Collected data
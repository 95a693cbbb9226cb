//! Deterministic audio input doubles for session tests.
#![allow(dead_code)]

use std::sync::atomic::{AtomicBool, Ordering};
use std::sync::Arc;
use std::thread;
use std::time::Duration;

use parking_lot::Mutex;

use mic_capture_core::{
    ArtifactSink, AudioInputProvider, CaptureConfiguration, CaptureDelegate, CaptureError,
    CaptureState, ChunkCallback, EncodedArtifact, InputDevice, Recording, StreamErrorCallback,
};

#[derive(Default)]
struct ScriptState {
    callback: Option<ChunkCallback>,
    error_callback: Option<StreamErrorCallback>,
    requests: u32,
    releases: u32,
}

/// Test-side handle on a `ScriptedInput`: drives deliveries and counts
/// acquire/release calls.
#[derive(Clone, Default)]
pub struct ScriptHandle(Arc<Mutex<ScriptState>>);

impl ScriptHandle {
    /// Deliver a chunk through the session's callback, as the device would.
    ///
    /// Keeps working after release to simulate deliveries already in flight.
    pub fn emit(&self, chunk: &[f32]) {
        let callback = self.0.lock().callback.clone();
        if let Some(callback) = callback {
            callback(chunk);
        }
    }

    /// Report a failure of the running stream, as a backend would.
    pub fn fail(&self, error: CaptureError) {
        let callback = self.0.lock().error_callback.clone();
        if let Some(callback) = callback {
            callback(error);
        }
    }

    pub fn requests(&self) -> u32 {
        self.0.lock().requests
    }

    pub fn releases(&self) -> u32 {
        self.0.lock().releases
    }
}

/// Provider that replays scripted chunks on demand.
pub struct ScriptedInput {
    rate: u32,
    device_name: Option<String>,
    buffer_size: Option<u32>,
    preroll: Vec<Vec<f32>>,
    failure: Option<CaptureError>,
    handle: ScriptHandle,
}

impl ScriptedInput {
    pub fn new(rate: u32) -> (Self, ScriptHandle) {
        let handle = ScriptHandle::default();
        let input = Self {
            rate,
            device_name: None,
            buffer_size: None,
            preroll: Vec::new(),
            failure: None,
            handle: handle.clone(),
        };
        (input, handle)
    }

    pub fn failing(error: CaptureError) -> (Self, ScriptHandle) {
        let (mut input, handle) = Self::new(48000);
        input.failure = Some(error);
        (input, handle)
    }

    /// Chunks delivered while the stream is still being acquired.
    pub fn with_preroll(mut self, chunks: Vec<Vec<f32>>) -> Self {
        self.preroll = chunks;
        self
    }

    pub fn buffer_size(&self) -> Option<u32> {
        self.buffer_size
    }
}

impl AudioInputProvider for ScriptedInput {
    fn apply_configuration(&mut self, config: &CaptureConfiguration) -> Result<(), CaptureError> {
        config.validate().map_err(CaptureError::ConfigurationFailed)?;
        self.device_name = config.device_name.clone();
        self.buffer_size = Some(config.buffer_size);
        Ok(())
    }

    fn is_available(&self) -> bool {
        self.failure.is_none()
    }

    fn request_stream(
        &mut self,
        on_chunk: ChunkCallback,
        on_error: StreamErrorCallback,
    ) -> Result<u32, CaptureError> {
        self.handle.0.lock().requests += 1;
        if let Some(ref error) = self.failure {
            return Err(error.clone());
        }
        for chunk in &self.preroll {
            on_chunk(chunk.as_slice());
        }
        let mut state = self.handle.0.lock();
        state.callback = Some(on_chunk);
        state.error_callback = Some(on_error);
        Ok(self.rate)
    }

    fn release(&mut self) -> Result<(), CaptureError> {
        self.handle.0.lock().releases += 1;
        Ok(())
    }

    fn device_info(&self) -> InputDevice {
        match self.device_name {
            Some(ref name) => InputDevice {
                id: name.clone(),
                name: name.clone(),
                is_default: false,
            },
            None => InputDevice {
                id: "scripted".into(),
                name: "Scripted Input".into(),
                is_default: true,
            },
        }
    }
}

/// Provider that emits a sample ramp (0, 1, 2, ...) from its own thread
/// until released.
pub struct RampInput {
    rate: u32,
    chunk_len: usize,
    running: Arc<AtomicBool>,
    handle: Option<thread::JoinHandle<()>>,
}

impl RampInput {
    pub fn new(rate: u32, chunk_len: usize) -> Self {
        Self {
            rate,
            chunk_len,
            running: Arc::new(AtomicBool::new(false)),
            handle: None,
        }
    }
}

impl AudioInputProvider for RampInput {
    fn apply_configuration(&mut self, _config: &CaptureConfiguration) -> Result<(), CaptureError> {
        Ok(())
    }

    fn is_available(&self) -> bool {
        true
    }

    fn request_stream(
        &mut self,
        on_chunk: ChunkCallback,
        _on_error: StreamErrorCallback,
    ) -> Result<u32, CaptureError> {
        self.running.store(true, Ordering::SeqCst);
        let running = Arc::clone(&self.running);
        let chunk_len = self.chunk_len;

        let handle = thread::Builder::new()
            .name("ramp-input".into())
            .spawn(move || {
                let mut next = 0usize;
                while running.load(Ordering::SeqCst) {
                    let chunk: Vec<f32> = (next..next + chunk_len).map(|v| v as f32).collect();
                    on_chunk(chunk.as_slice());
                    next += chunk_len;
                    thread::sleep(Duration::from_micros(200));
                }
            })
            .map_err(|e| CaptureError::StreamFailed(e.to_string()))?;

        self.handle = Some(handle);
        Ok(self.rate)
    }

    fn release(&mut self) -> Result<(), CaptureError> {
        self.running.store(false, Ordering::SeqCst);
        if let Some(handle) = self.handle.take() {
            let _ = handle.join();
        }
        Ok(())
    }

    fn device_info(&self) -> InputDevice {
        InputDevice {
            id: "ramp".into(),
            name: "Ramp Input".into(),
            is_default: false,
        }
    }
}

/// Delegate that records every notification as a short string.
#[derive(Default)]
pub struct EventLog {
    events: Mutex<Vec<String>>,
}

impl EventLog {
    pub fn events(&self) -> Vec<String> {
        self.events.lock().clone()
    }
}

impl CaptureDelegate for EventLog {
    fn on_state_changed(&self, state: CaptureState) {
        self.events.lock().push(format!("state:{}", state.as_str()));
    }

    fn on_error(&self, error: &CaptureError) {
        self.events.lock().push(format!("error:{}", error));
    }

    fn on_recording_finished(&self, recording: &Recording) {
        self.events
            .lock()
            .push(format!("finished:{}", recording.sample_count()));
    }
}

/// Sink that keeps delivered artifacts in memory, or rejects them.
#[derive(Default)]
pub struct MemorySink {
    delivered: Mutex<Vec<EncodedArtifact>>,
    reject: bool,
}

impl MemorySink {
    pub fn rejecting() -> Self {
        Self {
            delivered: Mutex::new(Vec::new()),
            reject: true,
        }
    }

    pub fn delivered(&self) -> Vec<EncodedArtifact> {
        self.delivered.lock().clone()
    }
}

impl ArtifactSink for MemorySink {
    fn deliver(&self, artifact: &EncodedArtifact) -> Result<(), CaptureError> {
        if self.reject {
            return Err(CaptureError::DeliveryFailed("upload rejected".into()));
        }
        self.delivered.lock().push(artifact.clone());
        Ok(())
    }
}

...

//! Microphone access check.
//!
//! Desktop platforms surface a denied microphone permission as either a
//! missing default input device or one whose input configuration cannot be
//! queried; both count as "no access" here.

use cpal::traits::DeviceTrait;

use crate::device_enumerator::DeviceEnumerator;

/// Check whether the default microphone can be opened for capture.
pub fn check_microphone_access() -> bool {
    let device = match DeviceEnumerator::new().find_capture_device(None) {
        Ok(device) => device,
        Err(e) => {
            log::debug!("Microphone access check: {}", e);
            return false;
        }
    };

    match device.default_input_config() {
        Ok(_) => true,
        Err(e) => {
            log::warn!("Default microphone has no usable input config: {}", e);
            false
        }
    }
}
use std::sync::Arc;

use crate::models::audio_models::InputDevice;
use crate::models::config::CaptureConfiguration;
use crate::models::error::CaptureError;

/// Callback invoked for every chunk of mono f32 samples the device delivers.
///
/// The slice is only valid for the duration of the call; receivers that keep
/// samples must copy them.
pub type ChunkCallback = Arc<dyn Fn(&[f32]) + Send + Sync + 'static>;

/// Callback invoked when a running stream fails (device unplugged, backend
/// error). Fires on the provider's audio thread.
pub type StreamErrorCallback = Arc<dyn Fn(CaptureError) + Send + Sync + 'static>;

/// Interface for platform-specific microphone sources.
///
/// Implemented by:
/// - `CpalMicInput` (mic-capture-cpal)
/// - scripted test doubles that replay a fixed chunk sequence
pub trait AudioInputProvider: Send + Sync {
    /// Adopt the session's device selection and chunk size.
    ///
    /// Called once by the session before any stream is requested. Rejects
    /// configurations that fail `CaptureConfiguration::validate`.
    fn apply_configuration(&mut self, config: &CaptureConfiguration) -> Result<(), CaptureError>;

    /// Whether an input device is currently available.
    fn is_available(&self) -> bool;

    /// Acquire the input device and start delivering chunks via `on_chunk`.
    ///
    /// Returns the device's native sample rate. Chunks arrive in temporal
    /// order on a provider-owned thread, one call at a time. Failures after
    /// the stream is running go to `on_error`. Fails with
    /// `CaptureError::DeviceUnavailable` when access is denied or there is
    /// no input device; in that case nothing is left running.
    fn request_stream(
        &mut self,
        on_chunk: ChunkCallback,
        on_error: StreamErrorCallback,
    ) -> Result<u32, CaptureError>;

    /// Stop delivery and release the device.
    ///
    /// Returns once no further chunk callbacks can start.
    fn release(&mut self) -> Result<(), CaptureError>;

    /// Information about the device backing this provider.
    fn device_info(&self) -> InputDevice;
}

» Directions
In the data above, start at the line that has "use crate::models::config::CaptureConfiguration;", stop after the line that has "provider's audio thread.", and print every line in between exactly as it stands.

» Written reply
use crate::models::config::CaptureConfiguration;
use crate::models::error::CaptureError;

/// Callback invoked for every chunk of mono f32 samples the device delivers.
///
/// The slice is only valid for the duration of the call; receivers that keep
/// samples must copy them.
pub type ChunkCallback = Arc<dyn Fn(&[f32]) + Send + Sync + 'static>;

/// Callback invoked when a running stream fails (device unplugged, backend
/// error). Fires on the provider's audio thread.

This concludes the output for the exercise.